2022; Elsevier BV; Volume: 844; Linguagem: Inglês

10.1016/j.gene.2022.146829

1879-0038

Navid Shomali, Behzad Baradaran, Amin Daei Sorkhabi, Aila Sarkesh, Mohammad Saeed Kahrizi, Foad Tosan, Ata Mahmoodpoor, Amirhossein Mardi, Hamed Mohammadi, Ali Hassanzadeh, Hossein Saeedi, Mehrzad Hajialilo, Maryam Hemmatzadeh, Faroogh Marofi, Siamak Sandoghchian Shotorbani,

Inflammasome and immune disorders

Ankylosing spondylitis (AS) is progressive immune-mediated arthritis. Persistent autoreactivity of T cells with an up-regulated Survivin expression is strongly implicated in AS immunopathogenesis. Besides, Survivin can inhibit proapoptotic caspase 9 activations. Moreover, microRNAs are small non-coding RNAs that are dysregulated in various diseases, in which their altered expression could modulate Survivin expression. The primary goal of this study was to assess the role of Survivin and its-targeting microRNAs in the immunopathogenesis of AS disease. For this aim, peripheral blood mononuclear cells (PBMCs) were isolated from 15 patients with AS and healthy matched controls using Ficoll-Hypaque. T cells were obtained using the magnetic-activated cell sorting (MACS) method. After that, the expression levels of Survivin, Caspase 9, and specific miRNAs were determined using qT-qPCR. Also, the expression of Survivin and Caspase 9 at protein levels was determined by western blotting.
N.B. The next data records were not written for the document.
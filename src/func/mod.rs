//! Combinators over dynamic [`Function`](crate::value::Function) values.
//!
//! Every combinator returns a new `Function`; the wrapped functions are
//! shared, never modified.
//!
//! - [`conditionally`], [`negation`], [`sequence`], [`decorate`],
//!   [`catch_ex`]: wrap functions into a new one
//! - [`curry`]: fixed-arity partial application
//! - [`method_caller`], [`property_getter`], [`array_value_getter`],
//!   [`pass_through`]: read from the argument
//!
//! # Examples
//!
//! ```rust
//! use traverso::func::{array_value_getter, negation, sequence};
//! use traverso::traversable;
//! use traverso::value::{Function, Value};
//!
//! let has_no_name = sequence(array_value_getter("name"), [negation(Function::predicate(Value::is_truthy))]);
//! assert_eq!(has_no_name.call(&[Value::from(traversable!["name" => ""])]), Ok(Value::Bool(true)));
//! ```

mod accessors;
mod combinators;
mod curry;

pub use accessors::{array_value_getter, method_caller, pass_through, property_getter};
pub use combinators::{catch_ex, conditionally, decorate, negation, sequence};
pub use curry::curry;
Then, the isolated T cells were co-cultured with interleukin (IL)-2 and muromonab-CD3 (OKT-3) for active-induced cell death (AICD) induction, Survivin siRNA for inhibition of Survivin expression, and their combination to assess the implication of Survivin expression in autoreactive T lymphocytes' resistance to apoptosis by determining the rate of apoptosis by Flowcytometry assay. The results showed that Survivin was up-regulated while Caspase 9 was downregulated in patients with AS. It was also revealed that microRNAs that directly or indirectly target the Survivin mRNA were dysregulated in patients with AS. It was also revealed that T cells obtained from AS patients were more resistant to apoptosis induction than those obtained from healthy people. In summary, the results obtained from this study showed that dysregulation of Survivin and Survivin-targeting miRNAs in T lymphocytes obtained from AS patients contribute to their resistance to apoptosis, suggesting the future development of targeted therapies for AS.